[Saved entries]
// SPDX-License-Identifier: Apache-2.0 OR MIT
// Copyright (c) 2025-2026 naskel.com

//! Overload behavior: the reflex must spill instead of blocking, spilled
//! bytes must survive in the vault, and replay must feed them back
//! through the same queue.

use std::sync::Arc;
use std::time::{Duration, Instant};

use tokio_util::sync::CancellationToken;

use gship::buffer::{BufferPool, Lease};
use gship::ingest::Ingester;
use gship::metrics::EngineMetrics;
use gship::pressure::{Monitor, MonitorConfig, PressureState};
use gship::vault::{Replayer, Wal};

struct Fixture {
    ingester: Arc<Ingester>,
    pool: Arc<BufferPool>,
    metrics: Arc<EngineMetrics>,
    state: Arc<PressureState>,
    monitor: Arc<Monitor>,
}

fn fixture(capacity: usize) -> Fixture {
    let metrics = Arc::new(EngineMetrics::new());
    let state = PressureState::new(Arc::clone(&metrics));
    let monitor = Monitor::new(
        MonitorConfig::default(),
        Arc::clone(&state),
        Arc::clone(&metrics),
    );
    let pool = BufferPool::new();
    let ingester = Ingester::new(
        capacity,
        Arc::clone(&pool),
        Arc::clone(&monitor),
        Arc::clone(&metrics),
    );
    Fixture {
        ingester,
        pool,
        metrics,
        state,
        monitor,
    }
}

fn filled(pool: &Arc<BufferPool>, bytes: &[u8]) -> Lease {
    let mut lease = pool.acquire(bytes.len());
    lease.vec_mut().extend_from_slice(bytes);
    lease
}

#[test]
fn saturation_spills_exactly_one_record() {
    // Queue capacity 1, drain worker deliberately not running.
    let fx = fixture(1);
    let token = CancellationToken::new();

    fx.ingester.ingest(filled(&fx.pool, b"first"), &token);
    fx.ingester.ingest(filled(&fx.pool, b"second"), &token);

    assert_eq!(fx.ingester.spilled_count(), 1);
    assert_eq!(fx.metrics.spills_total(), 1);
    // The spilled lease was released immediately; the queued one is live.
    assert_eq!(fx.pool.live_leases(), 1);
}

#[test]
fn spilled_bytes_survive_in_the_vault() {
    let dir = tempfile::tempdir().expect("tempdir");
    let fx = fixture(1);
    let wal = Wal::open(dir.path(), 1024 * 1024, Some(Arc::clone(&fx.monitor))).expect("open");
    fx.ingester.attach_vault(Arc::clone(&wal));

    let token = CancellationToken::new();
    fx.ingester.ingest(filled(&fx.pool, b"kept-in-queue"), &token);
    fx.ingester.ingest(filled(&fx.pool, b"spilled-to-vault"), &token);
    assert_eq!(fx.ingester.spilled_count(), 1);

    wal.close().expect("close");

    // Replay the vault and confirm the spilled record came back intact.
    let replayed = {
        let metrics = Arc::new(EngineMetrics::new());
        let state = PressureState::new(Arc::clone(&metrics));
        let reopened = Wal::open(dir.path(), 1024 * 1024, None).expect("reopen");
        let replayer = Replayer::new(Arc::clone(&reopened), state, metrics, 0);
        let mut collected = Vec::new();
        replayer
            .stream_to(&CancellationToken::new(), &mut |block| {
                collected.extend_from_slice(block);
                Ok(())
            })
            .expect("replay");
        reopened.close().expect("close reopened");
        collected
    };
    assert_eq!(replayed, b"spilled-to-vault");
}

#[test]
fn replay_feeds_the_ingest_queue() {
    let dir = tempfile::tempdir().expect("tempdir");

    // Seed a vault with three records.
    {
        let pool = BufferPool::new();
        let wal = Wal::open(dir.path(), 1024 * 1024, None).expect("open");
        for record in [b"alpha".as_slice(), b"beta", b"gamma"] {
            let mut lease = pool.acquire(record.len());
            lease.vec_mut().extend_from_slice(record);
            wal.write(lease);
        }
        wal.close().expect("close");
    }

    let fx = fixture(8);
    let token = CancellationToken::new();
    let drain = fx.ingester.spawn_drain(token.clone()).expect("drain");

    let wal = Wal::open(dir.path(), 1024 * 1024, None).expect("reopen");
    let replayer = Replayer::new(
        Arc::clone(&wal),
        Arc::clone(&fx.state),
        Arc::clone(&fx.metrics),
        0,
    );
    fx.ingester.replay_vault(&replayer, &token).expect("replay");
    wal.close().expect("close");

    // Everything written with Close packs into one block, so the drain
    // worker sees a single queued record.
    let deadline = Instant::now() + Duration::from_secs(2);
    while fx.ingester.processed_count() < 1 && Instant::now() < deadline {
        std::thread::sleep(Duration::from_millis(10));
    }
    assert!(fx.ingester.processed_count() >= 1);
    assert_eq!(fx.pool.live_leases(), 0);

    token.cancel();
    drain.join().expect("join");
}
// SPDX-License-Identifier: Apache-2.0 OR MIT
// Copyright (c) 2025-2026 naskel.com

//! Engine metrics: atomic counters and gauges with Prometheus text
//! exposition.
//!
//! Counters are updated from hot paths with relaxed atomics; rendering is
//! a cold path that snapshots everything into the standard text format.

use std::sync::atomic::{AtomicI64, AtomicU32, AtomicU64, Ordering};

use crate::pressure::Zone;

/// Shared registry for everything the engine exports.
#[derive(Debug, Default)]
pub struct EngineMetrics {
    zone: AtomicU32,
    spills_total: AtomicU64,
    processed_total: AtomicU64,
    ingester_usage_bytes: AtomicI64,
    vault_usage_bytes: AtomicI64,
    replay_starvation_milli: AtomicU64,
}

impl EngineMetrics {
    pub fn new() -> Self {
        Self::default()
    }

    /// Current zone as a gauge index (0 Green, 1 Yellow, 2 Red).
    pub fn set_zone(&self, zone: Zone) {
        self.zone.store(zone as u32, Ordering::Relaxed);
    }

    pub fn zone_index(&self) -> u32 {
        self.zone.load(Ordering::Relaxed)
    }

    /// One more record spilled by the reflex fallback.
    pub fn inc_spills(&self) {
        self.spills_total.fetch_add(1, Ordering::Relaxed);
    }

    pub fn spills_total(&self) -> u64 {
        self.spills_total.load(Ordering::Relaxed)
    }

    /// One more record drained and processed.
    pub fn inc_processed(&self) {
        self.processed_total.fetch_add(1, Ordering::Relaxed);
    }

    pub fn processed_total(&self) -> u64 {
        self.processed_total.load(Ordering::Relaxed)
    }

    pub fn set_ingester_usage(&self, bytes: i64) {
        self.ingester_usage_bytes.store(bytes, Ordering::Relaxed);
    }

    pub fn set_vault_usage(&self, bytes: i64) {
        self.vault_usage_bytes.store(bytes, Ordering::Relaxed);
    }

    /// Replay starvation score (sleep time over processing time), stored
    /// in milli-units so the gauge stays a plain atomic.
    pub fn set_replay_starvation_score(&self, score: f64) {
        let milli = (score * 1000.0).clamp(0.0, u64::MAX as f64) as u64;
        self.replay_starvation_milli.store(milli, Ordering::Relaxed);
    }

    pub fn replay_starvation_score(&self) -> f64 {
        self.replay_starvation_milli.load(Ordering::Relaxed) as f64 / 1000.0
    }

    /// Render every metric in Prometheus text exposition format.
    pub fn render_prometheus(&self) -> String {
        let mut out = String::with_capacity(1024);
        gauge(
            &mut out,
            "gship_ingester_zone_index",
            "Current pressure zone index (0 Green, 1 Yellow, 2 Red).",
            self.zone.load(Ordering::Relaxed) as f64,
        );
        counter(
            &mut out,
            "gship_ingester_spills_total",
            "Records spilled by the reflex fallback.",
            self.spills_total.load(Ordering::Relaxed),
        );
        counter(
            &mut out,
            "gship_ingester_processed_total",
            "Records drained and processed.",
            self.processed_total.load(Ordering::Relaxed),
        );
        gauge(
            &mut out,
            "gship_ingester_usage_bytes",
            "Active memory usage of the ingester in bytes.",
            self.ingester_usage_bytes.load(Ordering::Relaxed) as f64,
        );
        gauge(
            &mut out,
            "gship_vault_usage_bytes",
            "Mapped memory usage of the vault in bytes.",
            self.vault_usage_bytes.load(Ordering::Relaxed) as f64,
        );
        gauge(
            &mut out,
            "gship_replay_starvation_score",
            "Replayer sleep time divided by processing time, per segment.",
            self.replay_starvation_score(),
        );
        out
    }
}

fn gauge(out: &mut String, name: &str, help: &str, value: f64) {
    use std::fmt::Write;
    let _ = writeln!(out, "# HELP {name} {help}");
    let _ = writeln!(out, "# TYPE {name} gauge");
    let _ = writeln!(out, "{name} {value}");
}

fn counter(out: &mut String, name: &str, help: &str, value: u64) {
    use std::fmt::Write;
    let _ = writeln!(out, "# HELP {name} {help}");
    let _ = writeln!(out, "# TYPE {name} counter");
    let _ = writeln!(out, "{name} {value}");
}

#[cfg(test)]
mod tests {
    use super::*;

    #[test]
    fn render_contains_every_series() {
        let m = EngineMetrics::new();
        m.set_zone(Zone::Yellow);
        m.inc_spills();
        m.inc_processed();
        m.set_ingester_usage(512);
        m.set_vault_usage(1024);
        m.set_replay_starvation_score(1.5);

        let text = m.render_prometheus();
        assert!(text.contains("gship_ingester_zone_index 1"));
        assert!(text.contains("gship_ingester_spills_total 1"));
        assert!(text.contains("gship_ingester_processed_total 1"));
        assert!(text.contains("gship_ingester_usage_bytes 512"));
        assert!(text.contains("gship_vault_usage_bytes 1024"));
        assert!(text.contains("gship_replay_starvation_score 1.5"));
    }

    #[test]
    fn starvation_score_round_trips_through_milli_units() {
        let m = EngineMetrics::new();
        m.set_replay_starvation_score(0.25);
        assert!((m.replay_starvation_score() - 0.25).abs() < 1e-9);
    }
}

# GOAL OF THE EXERCISE
Which lines above contain the word "format"? Copy each one.

# EXPECTED OUTPUT
//! a cold path that snapshots everything into the standard text format.
    /// Render every metric in Prometheus text exposition format.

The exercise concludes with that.